Pour sa part, Mamadou Ibra Kane, président du CDEPS trouve que « pour qu’une presse puisse être libre et indépendante, il faut qu’elle soit viable économiquement. » « Quand une presse n’est pas viable économiquement, au bout du compte, on succombe à la tentation des lobbies pour venir couvrir des manifestations parce que c’est eux qui donnent de l’argent », a dit le le président du CDEPS qui déplore même le fait qu’ « au Sénégal, on a même institutionnalisé le perdiem».
Mais cette intervention du président du CDEPS n’est pas partagée par Seydina Aba Gueye, journaliste membre du bureau exécutif national de la Convention des jeunes reporters (CJRS), qui précisant que l’enquête ne se limite pas aux journalistes, souligne que « contrairement à ce que disent les patrons de presse. Les premières violations commencent dans les rédactions, avec les conditions précaires dans lesquelles sont maintenus les jeunes reporters». Il faut noter que dans cette étude menée par la Convention des jeunes reporters du Sénégal, il est indiqué que à peine « 11% des jeunes reporters et professionnels des médias ont des CDD, environ 21% ont des CDI, environ 23% sont des prestataires, 17% sont des stagiaires et le reste, c’est-à-dire presque 27% n’ont aucune base légale sur laquelle ils travaillent. Ces faits feront dire au journaliste, membre du bureau exécutif du CJRS, que « les patrons de presse, depuis plusieurs années, profitent d’une législation et de l’aide de l’Etat sans pour autant réguler le secteur du travail».

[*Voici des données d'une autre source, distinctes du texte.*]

use crate::context::Context;
use crate::error::SharedError;
use crate::frame::Frame;
use crate::level::Level;
use chrono::{DateTime, Utc};
use std::panic::Location;

/// A log event.
///
/// A single `Arc<Event>` is handed to every matching collector, possibly
/// across several worker threads at once.  Events are therefore constructed
/// once and never altered afterwards; collectors that need to keep one
/// around clone the `Arc`, not the event.
#[derive(Debug, Clone)]
pub struct Event {
  /// UTC time at which the event was generated.
  pub time: DateTime<Utc>,
  /// Event severity level.
  pub level: Level,
  /// Context of the logger that generated the event.
  pub context: Context,
  /// Call-site frames, empty when frame capture is disabled.
  pub frames: Vec<Frame>,
  /// The error associated with the message, if any.
  pub error: Option<SharedError>,
  /// The log message.
  pub message: String,
}

impl Event {
  pub(crate) fn new(
    context: Context,
    level: Level,
    error: Option<SharedError>,
    message: String,
  ) -> Event {
    Event {
      time: Utc::now(),
      level,
      context,
      frames: Vec::new(),
      error,
      message,
    }
  }

  /// Attaches the call site, honoring the configured frame counts: events
  /// at `Error` or `Fatal` use `error_frames`, everything else `frames`,
  /// and a count of zero disables capture.  Counts larger than one still
  /// yield the single call-site frame that `#[track_caller]` provides.
  pub(crate) fn capture_call_site(
    &mut self,
    frames: usize,
    error_frames: usize,
    location: &Location<'_>,
  ) {
    let depth = match self.level {
      Level::Error | Level::Fatal => error_frames,
      _ => frames,
    };
    if depth == 0 {
      return;
    }
    self.frames = vec![Frame::from_location(location)];
  }
}
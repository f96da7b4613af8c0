use super::EventFormatter;
use chrono::SecondsFormat;
use herald::{Error, Event, Result, Value};
use serde_json::{Map, Value as JsonValue};

/// Renders each event as one JSON object per line: `time` (RFC 3339 with
/// millisecond precision), `level`, `name`, `message`, plus `error`,
/// `file`/`line`, and a `fields` object when present.
pub struct JsonFormatter;

impl JsonFormatter {
  pub fn new() -> JsonFormatter {
    JsonFormatter
  }
}

impl Default for JsonFormatter {
  fn default() -> JsonFormatter {
    JsonFormatter::new()
  }
}

impl EventFormatter for JsonFormatter {
  fn format_event(&self, event: &Event) -> Result<Vec<u8>> {
    let mut object = Map::new();
    object.insert(
      "time".to_string(),
      JsonValue::String(event.time.to_rfc3339_opts(SecondsFormat::Millis, true)),
    );
    object.insert(
      "level".to_string(),
      JsonValue::String(event.level.to_string()),
    );
    object.insert(
      "name".to_string(),
      JsonValue::String(event.context.name().to_string()),
    );
    object.insert(
      "message".to_string(),
      JsonValue::String(event.message.clone()),
    );
    if let Some(error) = &event.error {
      object.insert("error".to_string(), JsonValue::String(error.to_string()));
    }
    if let Some(frame) = event.frames.first() {
      object.insert("file".to_string(), JsonValue::String(frame.file.clone()));
      object.insert("line".to_string(), JsonValue::from(frame.line));
    }

    let fields = event.context.fields();
    if !fields.is_empty() {
      let mut rendered = Map::new();
      for (key, value) in fields {
        rendered.insert(key, json_value(&value));
      }
      object.insert("fields".to_string(), JsonValue::Object(rendered));
    }

    let mut bytes = serde_json::to_vec(&JsonValue::Object(object))
      .map_err(|err| Error::Collect(err.to_string()))?;
    bytes.push(b'\n');
    Ok(bytes)
  }
}

fn json_value(value: &Value) -> JsonValue {
  match value {
    Value::Bool(v) => JsonValue::Bool(*v),
    Value::Int(v) => JsonValue::from(*v),
    Value::UInt(v) => JsonValue::from(*v),
    Value::Float(v) => match serde_json::Number::from_f64(*v) {
      Some(number) => JsonValue::Number(number),
      None => JsonValue::String(v.to_string()),
    },
    Value::String(v) => JsonValue::String(v.clone()),
  }
}
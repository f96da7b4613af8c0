//! # Herald Collectors
//!
//! Ready-made collector adapters and output formatting for the
//! [`herald`] structured logging core.
//!
//! ## Features
//!
//! *   **Terminal Output**: Human-readable lines on stdout with automatic
//!     color detection, optionally routing errors to stderr.
//! *   **File Output**: Lazily-opened append-only log files that cooperate
//!     with external rotators.
//! *   **Socket Output**: TCP and UDP shippers with lazy connect and
//!     reconnect-on-failure.
//! *   **Formatting**: A pluggable [`EventFormatter`] trait with
//!     human-readable and JSON-lines implementations.
//! *   **Pipelines**: Immutable filter/transform chains attachable in front
//!     of any collector.
//!
//! ## Quick Start
//!
//! ```rust,no_run
//! use herald::Level;
//! use herald_collectors::{Pipeline, TerminalCollector};
//! use std::sync::Arc;
//! use std::time::Duration;
//!
//! fn main() -> herald::Result<()> {
//!   // Everything at Info and above goes to the terminal, errors to stderr.
//!   let terminal = Arc::new(TerminalCollector::new().errors_to_stderr(true));
//!   herald::global().register(Level::Info, terminal);
//!
//!   // Debug noise from the wire module goes to a file.
//!   let wire = Pipeline::new()
//!     .filter(|event| event.context.name() == "wire")
//!     .attach(Arc::new(herald_collectors::FileCollector::new("wire.log")));
//!   herald::global().register_buffered(Level::Debug, 1024, Arc::new(wire));
//!
//!   let log = herald::Logger::new("wire");
//!   log.info("connection accepted");
//!
//!   herald::close(Duration::from_secs(5))
//! }
//! ```

mod file;
mod pipeline;
mod socket;
mod terminal;

pub mod format;

// Re-export the primary user-facing types for convenience.
pub use file::FileCollector;
pub use format::{EventFormatter, HumanFormatter, JsonFormatter};
pub use pipeline::{Pipeline, PipelineCollector};
pub use socket::SocketCollector;
pub use terminal::TerminalCollector;
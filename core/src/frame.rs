use std::fmt;
use std::panic::Location;

/// Placeholder used when the package of a call site cannot be determined.
pub const UNKNOWN_PACKAGE: &str = "<unknown package>";
/// Placeholder used when the function of a call site cannot be determined.
pub const UNKNOWN_FUNCTION: &str = "<unknown function>";
/// Placeholder used when the source file of a call site cannot be determined.
pub const UNKNOWN_FILE: &str = "<unknown file>";

/// A single call-site record attached to an event.
///
/// Fields that cannot be resolved hold the `UNKNOWN_*` placeholders (line 0
/// for an unknown line).  Call-site attribution relies on
/// `#[track_caller]`, which yields the file and line of the logging call;
/// package and function names are not resolvable that way and always carry
/// their placeholders.
#[derive(Debug, Clone, PartialEq, Eq)]
pub struct Frame {
  pub package: String,
  pub function: String,
  pub file: String,
  pub line: u32,
}

impl Frame {
  pub(crate) fn from_location(location: &Location<'_>) -> Frame {
    Frame {
      package: UNKNOWN_PACKAGE.to_string(),
      function: UNKNOWN_FUNCTION.to_string(),
      file: location.file().to_string(),
      line: location.line(),
    }
  }
}

impl fmt::Display for Frame {
  fn fmt(&self, f: &mut fmt::Formatter<'_>) -> fmt::Result {
    write!(f, "{}:{}", self.file, self.line)
  }
}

« Et pour que cela cesse, il faut que l’Etat applique les dispositions réglementaires de l’OHADA. Comme les patrons de presse nous servent depuis plusieurs années, avec plus d’insistance depuis quelques semaines, que la presse est en quasi-faillite depuis plus de cinq ans, on a qu’a appliquer avec ces entreprises de presse en faillite là le dispositif réglementaire et on verra qui est en faillite et qui ne l’est pas et on verra qui a besoin de soutien et qui ne l’est pas et surtout il faudrait que l’Etat impose aux patrons de presse le respect de la législation », a-t-il proposé.
Abondant dans le même sens, Bamba Kassé, SG SYNPICS, a pour sa part trouvé une explication à cette précarité des jeunes reporters et des jeunes techniciens. D’après le SG du Synpics, « L’explication, c’est que l’Etat est absent dans le contrôle effectif des entreprises de presse. C’est ça la vérité». Il rappelle par ailleurs, qu’ « en 2019 nous plaidions pour qu’il n’y ait une haute autorité de régulation avec les pouvoirs élargis. Eh bien, parmi ces pouvoirs, nous avions voulu qu’il y ait un pouvoir de contrôle du respect des engagements sociaux des entreprises vis-à-vis de leurs travailleurs ».
A son avis, l’Etat a la clé de régler cette situation en tant que détenteur de la puissance dans une République. « L’Etat peut mettre en place cet organe de régulation avec des pouvoirs élargis mais peut aussi mettre en branle son administration sociale, c’est-à-dire les inspecteurs du travail pour qu’ils fassent le point et sur la base de leurs conclusions, l’Etat prendra les décisions qu’il faut », a indiqué le secrétaire général du Synpics.